Do you have a pension scheme? 
Yes

Do you own any investment or other property? no

Ages of children: na

Life insurance: yes


*What specific question do you have or what issues are of concern to you? *

We foolishly racked up a lot of debt over the years due to a period of unemployment and stupidly living beyond our means.
Basically we just seem to be living month to month and can't seem to get savings together or even have money for emergencies.
Along with our loans, we have management fees of €200pm, utilities of €150pm phone of €100, car insurance of €100, medical bills of €150, petrol for 2 cars €160, food €350 etc etc.
We just never seem to have any money left or able to save. We can't afford to even go away for a night this summer let alone a holiday. I am awake at night thinking of the loans as if one of us lost our jobs we'd be screwed. Every month we think we should have our self sorted and something comes along eg car repairs/car tax, birthdays, weddings etc.
We don't go out anymore other than than a few drinks in friends house and haven't bought clothes etc in ages. We are married and in our early 30's, suddenly thinking we'd like to start a family soon and that at the moment isn't an option. 

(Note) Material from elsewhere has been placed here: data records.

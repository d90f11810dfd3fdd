//! Materialisation strategy dispatch
//!
//! One tagged-variant dispatch instead of a strategy class hierarchy: the
//! materialisation kind selects the statement shape. All strategies satisfy
//! the same contract and are resilient to the target not existing yet.

use crate::cdc::execute_cdc;
use crate::error::{ErrorContext, ExecError, ExecResult};
use crate::incremental::execute_incremental;
use cascade_db::{DbError, WarehouseClient};
use cascade_core::{Materialization, ModelConfig, ModelName};

/// Everything a strategy needs to materialise one model
#[derive(Debug)]
pub struct MaterializeRequest<'a> {
    /// Model name
    pub name: &'a ModelName,

    /// Physical identifier of the target object
    pub physical: &'a str,

    /// Fully resolved, variable-substituted SELECT
    pub select_sql: &'a str,

    /// Effective model configuration
    pub config: &'a ModelConfig,

    /// Whether a previous run materialised this model successfully
    pub previously_materialised: bool,

    /// Stored high-watermark from the last successful run
    pub high_watermark: Option<&'a str>,
}

/// What a strategy reports back
#[derive(Debug, Clone, Default)]
pub struct MaterializeOutcome {
    /// The object that was created or updated
    pub object: String,

    /// Rows affected, when known
    pub rows_affected: Option<usize>,

    /// New high-watermark to persist (incremental strategies)
    pub new_high_watermark: Option<String>,
}

/// Materialise one model according to its configured kind.
pub async fn materialise(
    client: &WarehouseClient,
    request: &MaterializeRequest<'_>,
) -> ExecResult<MaterializeOutcome> {
    match request.config.materialized {
        Materialization::View => {
            let sql = format!(
                "CREATE OR REPLACE VIEW {} AS\n{}",
                request.physical, request.select_sql
            );
            run(client, request, "create view", &sql).await?;
            Ok(MaterializeOutcome {
                object: request.physical.to_string(),
                rows_affected: None,
                new_high_watermark: None,
            })
        }
        Materialization::Table => {
            let sql = format!(
                "CREATE OR REPLACE TABLE {}{} AS\n{}",
                request.physical,
                cluster_clause(request.config),
                request.select_sql
            );
            let output = run(client, request, "create table", &sql).await?;
            Ok(MaterializeOutcome {
                object: request.physical.to_string(),
                rows_affected: output.rows_affected,
                new_high_watermark: None,
            })
        }
        Materialization::TempTable => {
            let sql = format!(
                "CREATE OR REPLACE TEMPORARY TABLE {} AS\n{}",
                request.physical, request.select_sql
            );
            let output = run(client, request, "create temp table", &sql).await?;
            Ok(MaterializeOutcome {
                object: request.physical.to_string(),
                rows_affected: output.rows_affected,
                new_high_watermark: None,
            })
        }
        Materialization::Incremental => execute_incremental(client, request).await,
        Materialization::Cdc => execute_cdc(client, request).await,
    }
}

/// CLUSTER BY clause for table-shaped targets, when configured.
pub(crate) fn cluster_clause(config: &ModelConfig) -> String {
    if config.cluster_by.is_empty() {
        String::new()
    } else {
        format!(" CLUSTER BY ({})", config.cluster_by.join(", "))
    }
}

/// Execute a statement on behalf of a request, wrapping driver failures in
/// model-level context.
pub(crate) async fn run(
    client: &WarehouseClient,
    request: &MaterializeRequest<'_>,
    operation: &str,
    sql: &str,
) -> ExecResult<cascade_db::QueryOutput> {
    client
        .execute(sql)
        .await
        .map_err(|e| driver_failure(client, request, operation, sql, e))
}

/// Wrap a driver error with the failing model's context.
pub(crate) fn driver_failure(
    client: &WarehouseClient,
    request: &MaterializeRequest<'_>,
    operation: &str,
    sql: &str,
    error: DbError,
) -> ExecError {
    let mut context = ErrorContext::new(operation)
        .with_model(request.name.as_str())
        .with_sql(sql)
        .with_driver_error(&error);
    // A transient error surfacing here has already exhausted its retries
    if error.kind() == cascade_db::DbErrorKind::Transient {
        context = context.with_retries(client.retry_attempts());
    }
    ExecError::ModelExecutionFailure {
        model: request.name.to_string(),
        context,
    }
}

/// Check whether the target relation already exists.
pub(crate) async fn relation_exists(
    client: &WarehouseClient,
    request: &MaterializeRequest<'_>,
) -> ExecResult<bool> {
    let leaf = request
        .physical
        .rsplit('.')
        .next()
        .unwrap_or(request.physical);
    let sql = format!(
        "SELECT COUNT(*) AS cnt FROM information_schema.tables WHERE table_name = '{}'",
        leaf.to_uppercase()
    );
    let output = run(client, request, "existence check", &sql).await?;
    Ok(scalar_to_usize(output.scalar()) > 0)
}

/// Interpret a numeric-or-string scalar cell as a count.
pub(crate) fn scalar_to_usize(value: Option<&serde_json::Value>) -> usize {
    match value {
        Some(serde_json::Value::Number(n)) => n.as_u64().unwrap_or(0) as usize,
        Some(serde_json::Value::String(s)) => s.parse().unwrap_or(0),
        _ => 0,
    }
}

/// Apply `on_schema_change = append_new_columns`: probe the SELECT's columns
/// against the target's and ALTER TABLE ADD COLUMN for anything missing.
/// Column types cannot be inferred through the driver contract, so new
/// columns are added as VARCHAR.
pub(crate) async fn append_new_columns(
    client: &WarehouseClient,
    request: &MaterializeRequest<'_>,
) -> ExecResult<()> {
    let probe_select = format!("SELECT * FROM ({}) WHERE 1 = 0", request.select_sql);
    let select_output = run(client, request, "schema probe", &probe_select).await?;

    let probe_target = format!("SELECT * FROM {} WHERE 1 = 0", request.physical);
    let target_output = run(client, request, "schema probe", &probe_target).await?;

    let existing: std::collections::BTreeSet<String> = target_output
        .columns
        .iter()
        .map(|c| c.to_lowercase())
        .collect();

    for column in &select_output.columns {
        if !existing.contains(&column.to_lowercase()) {
            let sql = format!(
                "ALTER TABLE {} ADD COLUMN {} VARCHAR",
                request.physical, column
            );
            run(client, request, "append new column", &sql).await?;
        }
    }
    Ok(())
}

#[cfg(test)]
#[path = "materialize_test.rs"]
mod tests;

I was thinking of approaching the bank for a interest only period on the mortgage in order to clear one or two of the loans but am wondering is this stupid considering we can pay the loans?

Any advice welcome.


----------



## circle (25 Apr 2010)

Loans, payments & Mortgage: 3122
Current spending: 1210
Current excess montly cash: 468

You need to focus on reducing your costs and ploughing the money into getting rid of your credit cards, one by one. 

- Move your credit cards to some that have a 0% interest period and use this time to pay off the balance 
- Pay your savings off the most expensive card
- Look at the interest rates on all of your loans and see if there are any options there to refinance at a cheaper rate
- Forget about spending money on birthdays, weddings etc. you cannot afford it. You need to be mentally adding a years' credit card interest to every purchase you make, as this is the real cost to you, and then considering if you really need it.
- Check if you're getting the correct amount of mortgage interest relief, tax relief on bin charges, medical expenses and claim for previous years if you can
- Consider suspending payments to your pension until you have cleared your debt
- Move all your providers to the cheapest option - Electricity, Gas, get PAYG mobiles, car insurance
- Do you need two cars? It might be difficult to manage getting to two jobs with one car, maybe one of you could drop the other to public transport? You need to look at absolutely everything that you spend in a critical way. 

Best of luck, I'm sure you'll get through it


----------



## D8Lady (25 Apr 2010)

Going interest only may be the only option available but before you approach your bank, there's some groundwork you should do.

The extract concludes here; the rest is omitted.